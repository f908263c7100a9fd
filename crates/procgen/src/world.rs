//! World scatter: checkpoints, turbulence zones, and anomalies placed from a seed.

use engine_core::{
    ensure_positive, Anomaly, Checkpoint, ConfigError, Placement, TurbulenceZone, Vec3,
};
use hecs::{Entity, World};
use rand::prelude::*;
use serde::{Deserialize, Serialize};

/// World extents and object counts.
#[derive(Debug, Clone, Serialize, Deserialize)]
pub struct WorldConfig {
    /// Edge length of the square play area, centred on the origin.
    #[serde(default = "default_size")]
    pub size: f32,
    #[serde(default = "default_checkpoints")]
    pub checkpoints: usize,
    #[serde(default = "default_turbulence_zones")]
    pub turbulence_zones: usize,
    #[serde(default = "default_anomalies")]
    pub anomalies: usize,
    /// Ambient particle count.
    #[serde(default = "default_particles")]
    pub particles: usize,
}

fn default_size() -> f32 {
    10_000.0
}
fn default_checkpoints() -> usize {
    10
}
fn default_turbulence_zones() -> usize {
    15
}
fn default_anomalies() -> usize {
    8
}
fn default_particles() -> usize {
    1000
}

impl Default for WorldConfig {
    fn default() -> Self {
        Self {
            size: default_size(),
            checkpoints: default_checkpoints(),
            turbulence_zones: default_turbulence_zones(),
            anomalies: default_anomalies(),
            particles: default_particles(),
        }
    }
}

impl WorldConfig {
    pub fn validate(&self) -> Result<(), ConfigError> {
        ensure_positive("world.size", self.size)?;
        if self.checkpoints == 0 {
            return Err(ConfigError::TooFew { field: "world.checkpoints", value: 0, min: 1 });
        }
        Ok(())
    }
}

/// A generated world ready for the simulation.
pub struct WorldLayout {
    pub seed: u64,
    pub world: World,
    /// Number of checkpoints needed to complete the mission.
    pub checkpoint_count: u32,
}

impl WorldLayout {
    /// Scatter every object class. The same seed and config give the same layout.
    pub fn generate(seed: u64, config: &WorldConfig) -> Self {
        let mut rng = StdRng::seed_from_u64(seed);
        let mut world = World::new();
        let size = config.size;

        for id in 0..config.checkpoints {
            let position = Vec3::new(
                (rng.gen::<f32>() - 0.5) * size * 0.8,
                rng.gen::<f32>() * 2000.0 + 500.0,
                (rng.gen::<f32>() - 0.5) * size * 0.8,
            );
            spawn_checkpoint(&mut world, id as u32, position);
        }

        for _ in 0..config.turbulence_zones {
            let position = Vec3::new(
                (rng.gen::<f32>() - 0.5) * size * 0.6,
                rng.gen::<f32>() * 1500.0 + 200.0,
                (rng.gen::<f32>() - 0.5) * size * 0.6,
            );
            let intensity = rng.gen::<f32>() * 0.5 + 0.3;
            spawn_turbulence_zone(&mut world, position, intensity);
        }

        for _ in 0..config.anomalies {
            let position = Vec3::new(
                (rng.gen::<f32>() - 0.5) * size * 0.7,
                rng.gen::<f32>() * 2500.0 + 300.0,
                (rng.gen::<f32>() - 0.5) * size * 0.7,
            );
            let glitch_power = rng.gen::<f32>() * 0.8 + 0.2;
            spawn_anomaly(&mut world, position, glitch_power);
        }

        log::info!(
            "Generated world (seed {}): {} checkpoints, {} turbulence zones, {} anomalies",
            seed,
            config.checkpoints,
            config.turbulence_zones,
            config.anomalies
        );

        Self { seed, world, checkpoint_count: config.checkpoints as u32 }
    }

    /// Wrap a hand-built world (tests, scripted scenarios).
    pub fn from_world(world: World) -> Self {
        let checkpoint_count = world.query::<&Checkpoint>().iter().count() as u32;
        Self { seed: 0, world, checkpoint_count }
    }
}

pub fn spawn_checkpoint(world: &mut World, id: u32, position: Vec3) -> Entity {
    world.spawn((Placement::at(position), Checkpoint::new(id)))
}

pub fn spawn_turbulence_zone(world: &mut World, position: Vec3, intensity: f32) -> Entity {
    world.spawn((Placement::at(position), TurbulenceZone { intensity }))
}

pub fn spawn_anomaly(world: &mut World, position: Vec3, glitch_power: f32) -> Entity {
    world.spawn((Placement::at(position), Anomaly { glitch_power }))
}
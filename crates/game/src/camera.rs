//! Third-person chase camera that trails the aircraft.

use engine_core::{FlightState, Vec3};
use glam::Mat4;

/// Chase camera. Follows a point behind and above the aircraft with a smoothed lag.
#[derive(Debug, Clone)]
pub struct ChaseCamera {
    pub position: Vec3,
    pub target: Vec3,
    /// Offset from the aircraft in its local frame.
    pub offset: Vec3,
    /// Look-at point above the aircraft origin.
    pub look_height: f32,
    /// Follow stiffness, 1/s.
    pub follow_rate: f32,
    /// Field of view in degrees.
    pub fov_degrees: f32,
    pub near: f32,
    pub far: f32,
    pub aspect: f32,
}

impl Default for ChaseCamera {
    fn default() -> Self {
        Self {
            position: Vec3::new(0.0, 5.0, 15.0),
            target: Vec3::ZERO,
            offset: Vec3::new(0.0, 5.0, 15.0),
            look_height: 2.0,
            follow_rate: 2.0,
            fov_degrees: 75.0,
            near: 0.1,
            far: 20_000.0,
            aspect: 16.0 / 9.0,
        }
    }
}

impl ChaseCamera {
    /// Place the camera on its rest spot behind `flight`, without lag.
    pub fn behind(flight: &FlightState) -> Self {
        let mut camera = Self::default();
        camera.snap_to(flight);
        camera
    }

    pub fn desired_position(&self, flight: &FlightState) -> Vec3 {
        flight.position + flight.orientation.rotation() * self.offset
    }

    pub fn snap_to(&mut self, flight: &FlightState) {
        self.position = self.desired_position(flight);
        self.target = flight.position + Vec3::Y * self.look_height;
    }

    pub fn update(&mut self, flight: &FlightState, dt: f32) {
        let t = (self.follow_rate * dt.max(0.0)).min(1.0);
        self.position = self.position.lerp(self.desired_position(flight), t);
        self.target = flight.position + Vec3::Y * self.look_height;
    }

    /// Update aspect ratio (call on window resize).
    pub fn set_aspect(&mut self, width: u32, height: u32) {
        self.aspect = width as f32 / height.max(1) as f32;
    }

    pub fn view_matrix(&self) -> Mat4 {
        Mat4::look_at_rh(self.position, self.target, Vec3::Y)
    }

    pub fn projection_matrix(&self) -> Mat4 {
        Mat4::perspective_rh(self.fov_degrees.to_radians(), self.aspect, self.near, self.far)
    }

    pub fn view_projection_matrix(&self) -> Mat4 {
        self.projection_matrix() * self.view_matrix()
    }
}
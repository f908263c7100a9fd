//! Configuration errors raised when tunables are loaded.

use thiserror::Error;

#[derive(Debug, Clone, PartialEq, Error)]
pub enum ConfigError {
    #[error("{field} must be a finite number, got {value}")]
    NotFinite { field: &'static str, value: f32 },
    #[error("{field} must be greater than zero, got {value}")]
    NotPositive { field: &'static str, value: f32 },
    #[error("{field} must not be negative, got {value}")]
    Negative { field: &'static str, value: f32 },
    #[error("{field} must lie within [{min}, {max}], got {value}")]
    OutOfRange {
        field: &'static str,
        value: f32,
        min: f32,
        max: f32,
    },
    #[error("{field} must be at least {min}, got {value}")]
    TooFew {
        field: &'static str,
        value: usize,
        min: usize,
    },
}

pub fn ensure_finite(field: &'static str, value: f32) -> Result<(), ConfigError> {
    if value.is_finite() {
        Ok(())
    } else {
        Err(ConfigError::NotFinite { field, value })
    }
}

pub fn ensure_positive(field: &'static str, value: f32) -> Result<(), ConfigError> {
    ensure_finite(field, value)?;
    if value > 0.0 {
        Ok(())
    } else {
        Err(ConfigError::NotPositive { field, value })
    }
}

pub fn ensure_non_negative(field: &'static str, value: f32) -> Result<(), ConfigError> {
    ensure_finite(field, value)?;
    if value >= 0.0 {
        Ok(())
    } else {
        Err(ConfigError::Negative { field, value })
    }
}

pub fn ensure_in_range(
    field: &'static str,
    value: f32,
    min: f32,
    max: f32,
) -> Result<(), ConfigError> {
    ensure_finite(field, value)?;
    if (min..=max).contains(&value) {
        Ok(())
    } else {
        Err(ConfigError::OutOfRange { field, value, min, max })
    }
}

---*---

PROBLEM REQUIREMENTS. For the string "Result", state how many lines in the listing contain it, and give no other words.

EXERCISE RESPONSE. 5